Trans Rage Art is a creative platform founded by Sunny Hayward and Lee Leaff Pond to uplift radical and authentic art from trans and queer communities. It was developed as part of R.A.G.E. (Real Art Generates Emotion), a company and collective that creates and hosts spaces for communities to share art and enact change. During a time of intense anti-trans legislation and violence, R.A.G.E. and the Trans Fest became spaces where gender expansive folx embrace the generative and political power of anger.

Ahead of the second annual Trans Fest, Sunny and Lee shared why the wildly successful festival first started, their viral poster reading “Do you want to punch a TERF? Create art instead” and the need to meet community needs.

Long-simmering rage among trans and nonbinary communities in the UK reached a fever pitch last year after the UK Supreme Court ruled on April 16, 2025 that the terms “woman” and “sex” within the Equality Act 2010 strictly refer to biological sex assigned at birth. The decision, supported by TERF actors like JK Rowling, was deeply felt by trans, nonbinary, and intersex individuals in the UK, including queer and nonbinary art curator Lee and artist Sunny. 
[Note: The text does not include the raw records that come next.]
// SPDX-License-Identifier: PMPL-1.0-or-later
//! Store selection.
//!
//! Each store family has one serde enum naming its variant and that
//! variant's parameters. `open` builds the store behind its trait object so
//! the client never names a concrete store type.

use std::path::PathBuf;
use std::sync::Arc;
use std::time::Duration;

use serde::{Deserialize, Serialize};
use tracing::{info, warn};

use crate::bookmark::{
    BlockBookmarkStore, BlockBookmarkStoreConfig, BookmarkStore, LoggedBookmarkStore,
    MemoryBookmarkStore,
};
use crate::error::{StoreError, StoreResult};
use crate::publish::{
    BlockPublishStore, BlockPublishStoreConfig, HybridFlushPolicy, HybridPublishStore,
    MemoryPublishStore, PublishStore, SyncMode,
};
use crate::recovery::{
    ConflatingRecoveryPointAdapter, FileRecoveryPointAdapter, RecoveryPointAdapter,
    RecoveryPointSource, ServerRecoveryPointAdapter,
};

/// Which publish store the client uses.
#[derive(Debug, Clone, Serialize, Deserialize)]
#[serde(tag = "kind", rename_all = "snake_case")]
pub enum PublishStoreConfig {
    /// Lost on restart.
    Memory,
    /// Every record written to a block file before `store` returns.
    Persistent {
        path: PathBuf,
        #[serde(default)]
        store: BlockPublishStoreConfig,
    },
    /// Buffered in memory, spilled to a block file.
    Hybrid {
        path: PathBuf,
        #[serde(default)]
        store: BlockPublishStoreConfig,
        #[serde(default)]
        policy: HybridFlushPolicy,
    },
}

impl Default for PublishStoreConfig {
    fn default() -> Self {
        PublishStoreConfig::Memory
    }
}

impl PublishStoreConfig {
    /// Open (or create) the configured store.
    ///
    /// A hybrid store with a flush interval gets a background flusher when
    /// called inside a tokio runtime; outside one the interval is ignored
    /// and only the buffer limit triggers spills.
    pub fn open(&self) -> StoreResult<Arc<dyn PublishStore>> {
        match self {
            PublishStoreConfig::Memory => Ok(Arc::new(MemoryPublishStore::new())),
            PublishStoreConfig::Persistent { path, store } => {
                let store = BlockPublishStore::open_file(path, store.clone())?;
                info!(path = %path.display(), next_sequence = store.next_sequence(), "Opened persistent publish store");
                Ok(Arc::new(store))
            }
            PublishStoreConfig::Hybrid {
                path,
                store,
                policy,
            } => {
                let durable = BlockPublishStore::open_file(path, store.clone())?;
                let hybrid = Arc::new(HybridPublishStore::new(durable, policy.clone()));
                if let Some(interval) = policy.interval {
                    if tokio::runtime::Handle::try_current().is_ok() {
                        hybrid.spawn_flusher(interval);
                    } else {
                        warn!(path = %path.display(), "No tokio runtime; hybrid flush interval ignored");
                    }
                }
                Ok(hybrid as Arc<dyn PublishStore>)
            }
        }
    }
}

/// Which bookmark store the client uses.
#[derive(Debug, Clone, Serialize, Deserialize)]
#[serde(tag = "kind", rename_all = "snake_case")]
pub enum BookmarkStoreConfig {
    Memory,
    /// Append-only journal file.
    Logged {
        path: PathBuf,
        #[serde(default)]
        sync_mode: SyncMode,
    },
    /// Growable block file.
    Mmap {
        path: PathBuf,
        #[serde(default)]
        store: BlockBookmarkStoreConfig,
    },
    /// Fixed number of slots, in a file when `path` is set.
    Ring {
        capacity: u32,
        #[serde(default)]
        path: Option<PathBuf>,
    },
}

impl Default for BookmarkStoreConfig {
    fn default() -> Self {
        BookmarkStoreConfig::Memory
    }
}

impl BookmarkStoreConfig {
    pub fn open(&self) -> StoreResult<Arc<dyn BookmarkStore>> {
        match self {
            BookmarkStoreConfig::Memory => Ok(Arc::new(MemoryBookmarkStore::new())),
            BookmarkStoreConfig::Logged { path, sync_mode } => {
                Ok(Arc::new(LoggedBookmarkStore::open(path, *sync_mode)?))
            }
            BookmarkStoreConfig::Mmap { path, store } => {
                Ok(Arc::new(BlockBookmarkStore::open_file(path, store.clone())?))
            }
            BookmarkStoreConfig::Ring { capacity, path } => match path {
                Some(path) => Ok(Arc::new(BlockBookmarkStore::open_file(
                    path,
                    BlockBookmarkStoreConfig::ring(*capacity),
                )?)),
                None => Ok(Arc::new(BlockBookmarkStore::ring(*capacity)?)),
            },
        }
    }
}

/// Buffering in front of a recovery point adapter.
#[derive(Debug, Clone, Serialize, Deserialize)]
pub struct ConflationConfig {
    /// Pending subscriptions that force a write.
    #[serde(default = "default_update_threshold")]
    pub update_threshold: usize,
    /// Background flush period.
    #[serde(default)]
    pub interval: Option<Duration>,
}

fn default_update_threshold() -> usize {
    10
}

impl Default for ConflationConfig {
    fn default() -> Self {
        Self {
            update_threshold: default_update_threshold(),
            interval: None,
        }
    }
}

/// Where recovery points live.
#[derive(Debug, Clone, Default, Serialize, Deserialize)]
#[serde(tag = "kind", rename_all = "snake_case")]
pub enum RecoveryPointConfig {
    /// No recovery points; resubscribe uses the bookmark store alone.
    #[default]
    None,
    /// JSON snapshot file.
    Local {
        path: PathBuf,
        #[serde(default)]
        conflation: Option<ConflationConfig>,
    },
    /// redb database file.
    Redb {
        path: PathBuf,
        #[serde(default)]
        conflation: Option<ConflationConfig>,
    },
    /// Ask the server.
    Server,
}

impl RecoveryPointConfig {
    /// Build the adapter. `source` is consulted only for `Server`.
    pub async fn open(
        &self,
        source: Option<Arc<dyn RecoveryPointSource>>,
    ) -> StoreResult<Option<Arc<dyn RecoveryPointAdapter>>> {
        match self {
            RecoveryPointConfig::None => Ok(None),
            RecoveryPointConfig::Local { path, conflation } => {
                let adapter = FileRecoveryPointAdapter::open(path).await?;
                Ok(Some(conflate(adapter, conflation.as_ref())))
            }
            #[cfg(feature = "redb-backend")]
            RecoveryPointConfig::Redb { path, conflation } => {
                let adapter = crate::recovery::RedbRecoveryPointAdapter::open(path)?;
                Ok(Some(conflate(adapter, conflation.as_ref())))
            }
            #[cfg(not(feature = "redb-backend"))]
            RecoveryPointConfig::Redb { .. } => Err(StoreError::Backend(
                "redb recovery points need the redb-backend feature".to_string(),
            )),
            RecoveryPointConfig::Server => match source {
                Some(source) => Ok(Some(Arc::new(ServerRecoveryPointAdapter::new(source)))),
                None => Err(StoreError::Backend(
                    "server recovery points need a connection to ask".to_string(),
                )),
            },
        }
    }
}

fn conflate<A: RecoveryPointAdapter + 'static>(
    adapter: A,
    conflation: Option<&ConflationConfig>,
) -> Arc<dyn RecoveryPointAdapter> {
    let Some(conflation) = conflation else {
        return Arc::new(adapter);
    };
    let wrapped = Arc::new(ConflatingRecoveryPointAdapter::new(
        adapter,
        conflation.update_threshold,
    ));
    if let Some(interval) = conflation.interval {
        if tokio::runtime::Handle::try_current().is_ok() {
            wrapped.spawn_flusher(interval);
        }
    }
    wrapped
}

#[cfg(test)]
mod tests {
    use super::*;
    use tempfile::TempDir;

    #[test]
    fn test_publish_config_from_json() {
        let config: PublishStoreConfig = serde_json::from_str(
            r#"{"kind": "hybrid", "path": "/var/lib/relaybus/publish.blk", "policy": {"max_buffered": 32}}"#,
        )
        .unwrap();
        match config {
            PublishStoreConfig::Hybrid { policy, store, .. } => {
                assert_eq!(policy.max_buffered, 32);
                assert_eq!(store.reclaim_batch, 64);
                assert_eq!(store.sync_mode, SyncMode::Fsync);
            }
            other => panic!("unexpected config: {other:?}"),
        }
    }

    #[test]
    fn test_open_each_bookmark_kind() {
        let dir = TempDir::new().unwrap();
        let configs = [
            BookmarkStoreConfig::Memory,
            BookmarkStoreConfig::Logged {
                path: dir.path().join("bookmarks.log"),
                sync_mode: SyncMode::Async,
            },
            BookmarkStoreConfig::Mmap {
                path: dir.path().join("bookmarks.blk"),
                store: BlockBookmarkStoreConfig::default(),
            },
            BookmarkStoreConfig::Ring {
                capacity: 8,
                path: None,
            },
        ];
        for config in configs {
            let store = config.open().unwrap();
            let handle = store.log("orders", &"1|1".into()).unwrap();
            store.discard(&handle).unwrap();
            assert_eq!(store.get_most_recent("orders"), Some("1|1".into()));
        }
    }

    #[test]
    fn test_persistent_publish_config_reopens() {
        let dir = TempDir::new().unwrap();
        let config = PublishStoreConfig::Persistent {
            path: dir.path().join("publish.blk"),
            store: BlockPublishStoreConfig::default(),
        };
        {
            let store = config.open().unwrap();
            store.store(b"one").unwrap();
            store.store(b"two").unwrap();
        }
        let store = config.open().unwrap();
        assert_eq!(store.unpersisted_count(), 2);
        assert_eq!(store.next_sequence(), 3);
    }

    #[tokio::test]
    async fn test_server_recovery_needs_source() {
        let error = RecoveryPointConfig::Server.open(None).await.err().unwrap();
        assert!(matches!(error, StoreError::Backend(_)));
        assert!(RecoveryPointConfig::None.open(None).await.unwrap().is_none());
    }
}
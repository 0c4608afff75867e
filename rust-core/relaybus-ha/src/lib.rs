// SPDX-License-Identifier: PMPL-1.0-or-later
//
// Relaybus HA client
// Copyright (c) 2026 Jonathan D.A. Jewell (hyperpolymath) <jonathan.jewell@open.ac.uk>
//
// Keeps a relaybus client connected across server failures. `HaClient`
// picks endpoints through a `ServerChooser`, waits between attempts per a
// `ReconnectDelayStrategy`, logs on through an `Authenticator`, reissues
// tracked subscriptions from their bookmarks, and replays every publish the
// server has not acknowledged. Sockets and wire encoding stay behind the
// `Transport` and `Connection` traits.
//
// ## Usage
//
// ```no_run
// # async fn example(transport: std::sync::Arc<dyn relaybus_ha::Transport>) -> relaybus_ha::HaResult<()> {
// use relaybus_ha::{ClientConfig, HaClient, SubscribeRequest};
//
// let config = ClientConfig::from_file("/etc/relaybus/client.json")?;
// let client = HaClient::from_config(&config, transport).await?;
// let supervisor = client.spawn();
//
// let mut orders = client.subscribe(SubscribeRequest::new("orders").with_id("orders")).await?;
// client.publish(b"new order").await?;
// if let Some(delivery) = orders.recv().await {
//     client.discard(&delivery).await?;
// }
//
// client.close().await?;
// let _ = supervisor.await;
// # Ok(())
// # }
// ```

pub mod auth;
pub mod chooser;
pub mod client;
pub mod config;
pub mod delay;
pub mod error;
pub mod observer;
pub mod subscription;
pub mod transport;

pub use auth::{Authenticator, Credentials, DefaultAuthenticator, LogonOutcome};
pub use chooser::{ChooserPolicy, DefaultServerChooser, ServerChooser, ServerEntry};
pub use client::{HaClient, HaClientBuilder};
pub use config::{ClientConfig, DelayConfig};
pub use delay::{ExponentialDelayStrategy, FixedDelayStrategy, ReconnectDelayStrategy};
pub use error::{HaError, HaResult};
pub use observer::{ClientObserver, ConnectionState, ObserverList};
pub use subscription::{Delivery, ResubscribeReport, SubscribeRequest, Subscription};
pub use transport::{Connection, InboundEvent, Transport};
Lee had been going on their own journey exploring constructive outlets for their rage, after reading trans scholar Susan Stryker's chapter “My Words to Victor Frankenstein above the Village of Champounix.” In it, Stryker argued that “rage is living in a world that fights against your very existence,” Lee explained. “It’s the idea that inherent in you is that kind of anger that the world doesn’t love you or respect you back.” 

“It is so validating for communities that are systematically told that they’re not allowed to be angry, to the female community, the trans community, the Black queer community, the fat community,” Lee explained. “Instead of rejecting anger as an unattractive quality, kind of embracing that, and being like, ‘no, I am angry, but I don’t need to express it in this typical white male I’m-going-to-punch-someone-in-the-street way but do it in a way where you funnel it into something productive.’” 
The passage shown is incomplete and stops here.